YOUR TASK:
Using the listing below, retype exactly the lines starting at the one with "const DEFAULT_BCRYPT_COST: u32 = 10;" and ending at the one with "let token_ttl = parse_duration(&ttl_raw)", and include both.

Start of RECORDS TO PROCESS

use std::env;
use std::time::Duration;

#[derive(Debug, Clone)]
pub struct Config {
    pub app: AppConfig,
    pub database: DatabaseConfig,
    pub auth: AuthConfig,
    pub swagger: SwaggerConfig,
    pub minio: MinIOConfig,
}

/// Runtime environment, controls how much error detail leaves the process
#[derive(Debug, Clone, Copy, PartialEq, Eq)]
pub enum AppEnvironment {
    Production,
    Development,
}

impl AppEnvironment {
    pub fn is_development(&self) -> bool {
        matches!(self, AppEnvironment::Development)
    }
}

#[derive(Debug, Clone)]
pub struct AppConfig {
    pub host: String,
    pub port: u16,
    pub cors_allowed_origins: Vec<String>,
    pub max_request_body_size: usize,
    pub environment: AppEnvironment,
}

#[derive(Debug, Clone)]
pub struct DatabaseConfig {
    pub url: String,
    pub max_connections: u32,
    pub min_connections: u32,
    pub acquire_timeout_secs: u64,
    pub idle_timeout_secs: u64,
    pub max_lifetime_secs: u64,
}

/// Settings for locally issued bearer tokens and password hashing
#[derive(Clone)]
pub struct AuthConfig {
    pub jwt_secret: String,
    pub token_ttl: Duration,
    pub jwt_leeway: Duration,
    pub bcrypt_cost: u32,
}

impl std::fmt::Debug for AuthConfig {
    fn fmt(&self, f: &mut std::fmt::Formatter<'_>) -> std::fmt::Result {
        f.debug_struct("AuthConfig")
            .field("jwt_secret", &"<redacted>")
            .field("token_ttl", &self.token_ttl)
            .field("jwt_leeway", &self.jwt_leeway)
            .field("bcrypt_cost", &self.bcrypt_cost)
            .finish()
    }
}

#[derive(Debug, Clone)]
pub struct SwaggerConfig {
    pub username: Option<String>,
    pub password: Option<String>,
    pub title: String,
    pub version: String,
    pub description: String,
}

/// MinIO/S3 storage configuration for uploaded photos and report evidence
#[derive(Debug, Clone)]
pub struct MinIOConfig {
    /// MinIO/S3 endpoint URL
    pub endpoint: String,
    /// Public endpoint URL used when building file URLs (defaults to endpoint)
    pub public_endpoint: String,
    pub access_key: String,
    pub secret_key: String,
    pub bucket: String,
    /// AWS region (for S3 compatibility)
    pub region: String,
    /// Prefix under which every uploaded object is publicly readable
    pub public_prefix: String,
}

impl Config {
    pub fn from_env() -> Result<Self, String> {
        // Load .env file if exists, ignore if not found (optional for production)
        if let Err(e) = dotenvy::dotenv() {
            if !e.to_string().contains("not found") {
                eprintln!("Warning: Error loading .env file: {}", e);
            }
        }

        Ok(Config {
            app: AppConfig::from_env()?,
            database: DatabaseConfig::from_env()?,
            auth: AuthConfig::from_env()?,
            swagger: SwaggerConfig::from_env()?,
            minio: MinIOConfig::from_env()?,
        })
    }
}

impl AppConfig {
    const DEFAULT_MAX_REQUEST_BODY_SIZE: usize = 10 * 1024 * 1024; // 10MB

    pub fn from_env() -> Result<Self, String> {
        let host = env::var("HOST").unwrap_or_else(|_| "127.0.0.1".to_string());
        let port = env::var("PORT")
            .unwrap_or_else(|_| "3001".to_string())
            .parse::<u16>()
            .map_err(|e| format!("Invalid PORT: {}", e))?;

        // Parse CORS allowed origins from comma-separated string
        let cors_allowed_origins = env::var("CORS_ALLOWED_ORIGINS")
            .unwrap_or_else(|_| "*".to_string())
            .split(',')
            .map(|s| s.trim().to_string())
            .filter(|s| !s.is_empty())
            .collect();

        let max_request_body_size = env::var("MAX_REQUEST_BODY_SIZE")
            .unwrap_or_else(|_| Self::DEFAULT_MAX_REQUEST_BODY_SIZE.to_string())
            .parse::<usize>()
            .map_err(|_| "MAX_REQUEST_BODY_SIZE must be a valid number".to_string())?;

        let environment = match env::var("APP_ENV")
            .unwrap_or_else(|_| "production".to_string())
            .to_lowercase()
            .as_str()
        {
            "production" | "prod" => AppEnvironment::Production,
            "development" | "dev" => AppEnvironment::Development,
            other => return Err(format!("Invalid APP_ENV: {}", other)),
        };

        Ok(Self {
            host,
            port,
            cors_allowed_origins,
            max_request_body_size,
            environment,
        })
    }

    pub fn server_address(&self) -> String {
        format!("{}:{}", self.host, self.port)
    }
}

impl DatabaseConfig {
    // Default values for database connection pool (conservative defaults for small-medium apps)
    const DEFAULT_MAX_CONNECTIONS: u32 = 10;
    const DEFAULT_MIN_CONNECTIONS: u32 = 1;
    const DEFAULT_ACQUIRE_TIMEOUT_SECS: u64 = 5;
    const DEFAULT_IDLE_TIMEOUT_SECS: u64 = 600; // 10 minutes
    const DEFAULT_MAX_LIFETIME_SECS: u64 = 1800; // 30 minutes

    pub fn from_env() -> Result<Self, String> {
        let url = env::var("DATABASE_URL").map_err(|_| "DATABASE_URL must be set".to_string())?;

        let max_connections = env::var("DB_MAX_CONNECTIONS")
            .unwrap_or_else(|_| Self::DEFAULT_MAX_CONNECTIONS.to_string())
            .parse::<u32>()
            .map_err(|_| "DB_MAX_CONNECTIONS must be a valid number".to_string())?;

        let min_connections = env::var("DB_MIN_CONNECTIONS")
            .unwrap_or_else(|_| Self::DEFAULT_MIN_CONNECTIONS.to_string())
            .parse::<u32>()
            .map_err(|_| "DB_MIN_CONNECTIONS must be a valid number".to_string())?;

        let acquire_timeout_secs = env::var("DB_ACQUIRE_TIMEOUT_SECS")
            .unwrap_or_else(|_| Self::DEFAULT_ACQUIRE_TIMEOUT_SECS.to_string())
            .parse::<u64>()
            .map_err(|_| "DB_ACQUIRE_TIMEOUT_SECS must be a valid number".to_string())?;

        let idle_timeout_secs = env::var("DB_IDLE_TIMEOUT_SECS")
            .unwrap_or_else(|_| Self::DEFAULT_IDLE_TIMEOUT_SECS.to_string())
            .parse::<u64>()
            .map_err(|_| "DB_IDLE_TIMEOUT_SECS must be a valid number".to_string())?;

        let max_lifetime_secs = env::var("DB_MAX_LIFETIME_SECS")
            .unwrap_or_else(|_| Self::DEFAULT_MAX_LIFETIME_SECS.to_string())
            .parse::<u64>()
            .map_err(|_| "DB_MAX_LIFETIME_SECS must be a valid number".to_string())?;

        Ok(Self {
            url,
            max_connections,
            min_connections,
            acquire_timeout_secs,
            idle_timeout_secs,
            max_lifetime_secs,
        })
    }
}

impl AuthConfig {
    const DEFAULT_TOKEN_TTL: &'static str = "7d";
    const DEFAULT_JWT_LEEWAY_SECS: u64 = 60; // 1 minute
    const DEFAULT_BCRYPT_COST: u32 = 10;

    pub fn from_env() -> Result<Self, String> {
        let jwt_secret = env::var("JWT_SECRET")
            .ok()
            .filter(|s| !s.trim().is_empty())
            .ok_or_else(|| "JWT_SECRET environment variable is required".to_string())?;

        let ttl_raw =
            env::var("JWT_EXPIRES_IN").unwrap_or_else(|_| Self::DEFAULT_TOKEN_TTL.to_string());
        let token_ttl = parse_duration(&ttl_raw)
            .ok_or_else(|| format!("JWT_EXPIRES_IN is not a valid duration: {}", ttl_raw))?;

        let jwt_leeway_secs = env::var("JWT_LEEWAY")
            .unwrap_or_else(|_| Self::DEFAULT_JWT_LEEWAY_SECS.to_string())
            .parse::<u64>()
            .map_err(|_| "JWT_LEEWAY must be a valid number".to_string())?;

        let bcrypt_cost = env::var("BCRYPT_COST")
            .unwrap_or_else(|_| Self::DEFAULT_BCRYPT_COST.to_string())
            .parse::<u32>()
            .map_err(|_| "BCRYPT_COST must be a valid number".to_string())?;
        if !(4..=31).contains(&bcrypt_cost) {
            return Err("BCRYPT_COST must be between 4 and 31".to_string());
        }

        Ok(Self {
            jwt_secret,
            token_ttl,
            jwt_leeway: Duration::from_secs(jwt_leeway_secs),
            bcrypt_cost,
        })
    }
}

/// Parse durations written as `7d`, `12h`, `30m`, `45s` or plain seconds
pub fn parse_duration(raw: &str) -> Option<Duration> {
    let raw = raw.trim();
    if raw.is_empty() {
        return None;
    }

    let (digits, multiplier) = match raw.chars().last()? {
        'd' => (&raw[..raw.len() - 1], 86_400),
        'h' => (&raw[..raw.len() - 1], 3_600),
        'm' => (&raw[..raw.len() - 1], 60),
        's' => (&raw[..raw.len() - 1], 1),
        c if c.is_ascii_digit() => (raw, 1),
        _ => return None,
    };

    let value = digits.parse::<u64>().ok()?;
    if value == 0 {
        return None;
    }
    value.checked_mul(multiplier).map(Duration::from_secs)
}

impl SwaggerConfig {
    pub fn from_env() -> Result<Self, String> {
        // Only use credentials if they are non-empty
        let username = env::var("SWAGGER_USERNAME").ok().filter(|s| !s.is_empty());
        let password = env::var("SWAGGER_PASSWORD").ok().filter(|s| !s.is_empty());
        let title =
            env::var("SWAGGER_TITLE").unwrap_or_else(|_| "Civic Reports API".to_string());
        let version = env::var("SWAGGER_VERSION").unwrap_or_else(|_| "0.1.0".to_string());
        let description = env::var("SWAGGER_DESCRIPTION")
            .unwrap_or_else(|_| "API documentation for the civic issue reporting backend".to_string());

        Ok(Self {
            username,
            password,
            title,
            version,
            description,
        })
    }

    /// Returns credentials in "username:password" format if auth is enabled
    pub fn credentials(&self) -> Option<String> {
        match (&self.username, &self.password) {
            (Some(user), Some(pass)) => Some(format!("{}:{}", user, pass)),
            _ => None,
        }
    }
}

impl MinIOConfig {
    pub fn from_env() -> Result<Self, String> {
        let endpoint =
            env::var("MINIO_ENDPOINT").unwrap_or_else(|_| "http://localhost:9000".to_string());

        let public_endpoint =
            env::var("MINIO_PUBLIC_ENDPOINT").unwrap_or_else(|_| endpoint.clone());

        let access_key = env::var("MINIO_ACCESS_KEY").unwrap_or_else(|_| "minioadmin".to_string());

        let secret_key = env::var("MINIO_SECRET_KEY").unwrap_or_else(|_| "minioadmin".to_string());

        let bucket = env::var("MINIO_BUCKET").unwrap_or_else(|_| "civic-reports-media".to_string());

        let region = env::var("MINIO_REGION").unwrap_or_else(|_| "us-east-1".to_string());

        let public_prefix =
            env::var("MINIO_PUBLIC_PREFIX").unwrap_or_else(|_| "public".to_string());

        Ok(Self {
            endpoint,
            public_endpoint,
            access_key,
            secret_key,
            bucket,
            region,
            public_prefix,
        })
    }
}

#[cfg(test)]
mod tests {
    use super::*;

    #[test]
    fn test_parse_duration_units() {
        assert_eq!(parse_duration("7d"), Some(Duration::from_secs(7 * 86_400)));
        assert_eq!(parse_duration("12h"), Some(Duration::from_secs(12 * 3_600)));
        assert_eq!(parse_duration("30m"), Some(Duration::from_secs(1_800)));
        assert_eq!(parse_duration("45s"), Some(Duration::from_secs(45)));
        assert_eq!(parse_duration("3600"), Some(Duration::from_secs(3_600)));
    }

    #[test]
    fn test_parse_duration_rejects_garbage() {
        assert_eq!(parse_duration(""), None);
        assert_eq!(parse_duration("d"), None);
        assert_eq!(parse_duration("0s"), None);
        assert_eq!(parse_duration("7w"), None);
        assert_eq!(parse_duration("-5m"), None);
    }

    #[test]
    fn test_swagger_credentials_require_both_parts() {
        let mut swagger = SwaggerConfig {
            username: Some("admin".to_string()),
            password: None,
            title: String::new(),
            version: String::new(),
            description: String::new(),
        };
        assert_eq!(swagger.credentials(), None);

        swagger.password = Some("secret".to_string());
        assert_eq!(swagger.credentials().as_deref(), Some("admin:secret"));
    }
}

End of RECORDS TO PROCESS

EXERCISE SOLUTION:
    const DEFAULT_BCRYPT_COST: u32 = 10;

    pub fn from_env() -> Result<Self, String> {
        let jwt_secret = env::var("JWT_SECRET")
            .ok()
            .filter(|s| !s.trim().is_empty())
            .ok_or_else(|| "JWT_SECRET environment variable is required".to_string())?;

        let ttl_raw =
            env::var("JWT_EXPIRES_IN").unwrap_or_else(|_| Self::DEFAULT_TOKEN_TTL.to_string());
        let token_ttl = parse_duration(&ttl_raw)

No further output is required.